Occupier Not Liable for “Sudden, Random, and Apparently Unprecedented Act of Violence” By Customer
Reasons for judgement were published today by the BC Supreme Court, Vancouver Registry, dismissing a lawsuit following a customer on customer assault at a commercial establishment.
In today’s case (Tanaka v. London Drugs Limited) the Plaintiff was shopping at London Drugs when another customer suddenly and unexpectedly punched the Plaintiff in the face knocking him unconscious. The assailant remained unidentified. The Plaintiff argued London Drugs should be vicariously liable for the assault either based on the principles of Negligence of Occupier’s Liability legislation. In dismissing the claim and finding there should be no vicarious liability in the face of a “sudden, random, and apparently unprecedented act of violence” Madam Justice Horsman provided the following reasons:
 In my view, London Drugs took reasonable steps to ensure the reasonable safety of its stores. London Drugs was not under a duty to guard against the sudden, random, and apparently unprecedented act of violence by John Doe #1. There was no foreseeable risk that London Drugs customers might be the victim of unprovoked physical assaults by other London Drugs customers. To impose a duty on London Drugs to guard against such a contingency would render London Drugs an insurer, which is not the standard imposed by the OLA: Coleiro v. Premier Fitness Clubs, 2010 ONSC 4350; Bracken at para. 20.
 I find that London Drugs’ workplace safety policies were reasonable in the circumstances, and followed in this particular case. The police were called when the situation between the plaintiff and John Doe #1 escalated to violence. It is difficult to imagine, in any event, what different policies London Drugs could have adopted to prevent the sudden Assault.
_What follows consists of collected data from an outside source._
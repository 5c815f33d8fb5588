//! Request handlers for the API endpoints.

use std::sync::Arc;

use axum::Json;
use axum::extract::rejection::QueryRejection;
use axum::extract::{Query, State};
use tracing::debug;

use super::AppState;
use super::error::ApiError;
use super::types::NodeQuery;
use crate::assembler::{
    AncillaryRecord, ConstraintRecord, ForecastRecord, HealthRecord, HistoricalRecord, LmpRecord,
    RenewableRecord, SpreadRecord, StorageRecord, assemble,
};
use crate::market::{
    AncillaryGenerator, CongestionGenerator, DemandForecastGenerator, Generator,
    HistoricalLmpGenerator, LmpGenerator, PriceSpreadGenerator, RenewableGenerator,
    StorageGenerator,
};
use crate::registry::Node;

/// One generation pass with a fresh RNG and a single clock reading.
fn run<G: Generator>(state: &AppState, generator: &G) -> G::Output {
    let ctx = state.context();
    let mut rng = state.rng();
    let output = generator.generate(&ctx, &mut rng);
    debug!(
        signal = generator.signal(),
        regime = ctx.profile().regime.label(),
        at = %ctx.now,
        "generated"
    );
    output
}

/// `GET /api/health`
pub async fn health(State(state): State<Arc<AppState>>) -> Json<HealthRecord> {
    Json(HealthRecord::healthy(state.clock.now()))
}

/// `GET /api/nodes`
pub async fn nodes(State(state): State<Arc<AppState>>) -> Json<Vec<Node>> {
    Json(state.registry.nodes().to_vec())
}

/// `GET /api/lmp`
pub async fn lmp(State(state): State<Arc<AppState>>) -> Json<Vec<LmpRecord>> {
    let samples = run(&state, &LmpGenerator::new(&state.registry));
    Json(assemble(&samples))
}

/// `GET /api/congestion`
pub async fn congestion(State(state): State<Arc<AppState>>) -> Json<Vec<ConstraintRecord>> {
    let events = run(&state, &CongestionGenerator::new(&state.registry));
    Json(assemble(&events))
}

/// `GET /api/storage`
pub async fn storage(State(state): State<Arc<AppState>>) -> Json<Vec<StorageRecord>> {
    let dispatch = run(&state, &StorageGenerator::new(&state.registry));
    Json(assemble(&dispatch))
}

/// `GET /api/historical[?node=ID]` → 404 for an unknown node, 400 for a
/// malformed query.
pub async fn historical(
    State(state): State<Arc<AppState>>,
    query: Result<Query<NodeQuery>, QueryRejection>,
) -> Result<Json<Vec<HistoricalRecord>>, ApiError> {
    let Query(query) = query?;
    let node = state.resolve_node(query.node.as_deref())?;
    let samples = run(&state, &HistoricalLmpGenerator::new(node));
    Ok(Json(assemble(&samples)))
}

/// `GET /api/price-spread[?node=ID]` → 404 for an unknown node, 400 for a
/// malformed query.
pub async fn price_spread(
    State(state): State<Arc<AppState>>,
    query: Result<Query<NodeQuery>, QueryRejection>,
) -> Result<Json<Vec<SpreadRecord>>, ApiError> {
    let Query(query) = query?;
    let node = state.resolve_node(query.node.as_deref())?;
    let points = run(&state, &PriceSpreadGenerator::new(node));
    Ok(Json(assemble(&points)))
}

/// `GET /api/ancillary-services`
pub async fn ancillary_services(State(state): State<Arc<AppState>>) -> Json<Vec<AncillaryRecord>> {
    let quotes = run(&state, &AncillaryGenerator);
    Json(assemble(&quotes))
}

/// `GET /api/renewable-generation`
pub async fn renewable_generation(State(state): State<Arc<AppState>>) -> Json<RenewableRecord> {
    let snapshot = run(&state, &RenewableGenerator);
    Json(RenewableRecord::from(&snapshot))
}

/// `GET /api/demand-forecast`
pub async fn demand_forecast(State(state): State<Arc<AppState>>) -> Json<Vec<ForecastRecord>> {
    let points = run(&state, &DemandForecastGenerator);
    Json(assemble(&points))
}

/// Fallback for every unmatched route.
pub async fn not_found() -> ApiError {
    ApiError::endpoint_not_found()
}

#[cfg(test)]
mod tests {
    use axum::body::Body;
    use axum::http::{Request, StatusCode};
    use chrono::NaiveDate;
    use tower::util::ServiceExt;

    use super::*;
    use crate::api::router;
    use crate::market::Clock;
    use crate::registry::Registry;

    fn make_test_state() -> Arc<AppState> {
        let noon = NaiveDate::from_ymd_opt(2024, 7, 15)
            .unwrap()
            .and_hms_opt(18, 0, 0)
            .unwrap();
        Arc::new(AppState::new(Registry::ercot(), Clock::Fixed(noon), Some(42), "A"))
    }

    async fn get_json(uri: &str) -> (StatusCode, serde_json::Value) {
        let app = router(make_test_state());
        let req = Request::builder().uri(uri).body(Body::empty()).unwrap();
        let resp = app.oneshot(req).await.unwrap();
        let status = resp.status();
        let body = axum::body::to_bytes(resp.into_body(), usize::MAX)
            .await
            .unwrap();
        (status, serde_json::from_slice(&body).unwrap())
    }

    #[tokio::test]
    async fn health_returns_200() {
        let (status, json) = get_json("/api/health").await;
        assert_eq!(status, StatusCode::OK);
        assert_eq!(json["status"], "healthy");
        assert_eq!(json["timestamp"], "2024-07-15T18:00:00");
    }

    #[tokio::test]
    async fn historical_defaults_to_reference_node() {
        let (status, json) = get_json("/api/historical").await;
        assert_eq!(status, StatusCode::OK);
        let points = json.as_array().unwrap();
        assert_eq!(points.len(), 24);
        assert!(points.iter().all(|p| p["node"] == "A"));
    }

    #[tokio::test]
    async fn historical_selects_node() {
        let (_, json) = get_json("/api/historical?node=D").await;
        assert_eq!(json[0]["node"], "D");
        assert_eq!(json[0]["node_name"], "Austin");
    }

    #[tokio::test]
    async fn unknown_node_returns_404() {
        let (status, json) = get_json("/api/price-spread?node=ZZ").await;
        assert_eq!(status, StatusCode::NOT_FOUND);
        assert_eq!(json["error"], "Node 'ZZ' not found");
    }

    #[tokio::test]
    async fn unknown_route_returns_404() {
        let (status, json) = get_json("/api/weather").await;
        assert_eq!(status, StatusCode::NOT_FOUND);
        assert_eq!(json["error"], "Endpoint not found");
    }

    #[tokio::test]
    async fn seeded_responses_repeat() {
        let (_, a) = get_json("/api/lmp").await;
        let (_, b) = get_json("/api/lmp").await;
        assert_eq!(a, b);
    }
}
 I further conclude that there was no negligence on the part of Ms. Shewchuk which would give rise to vicarious liability for London Drugs. Ms. Shewchuk acted appropriately, and in accordance with London Drugs policy, in calling her supervisor as soon as she heard the heated verbal exchange between the plaintiff and John Doe #1. There is nothing more that Ms. Shewchuk could reasonably have done to prevent an assault that, on the plaintiff’s own evidence, “came out of nowhere”.
 Accordingly, I conclude that London Drugs did not breach any duty it owed as an occupier in failing to prevent the Assault.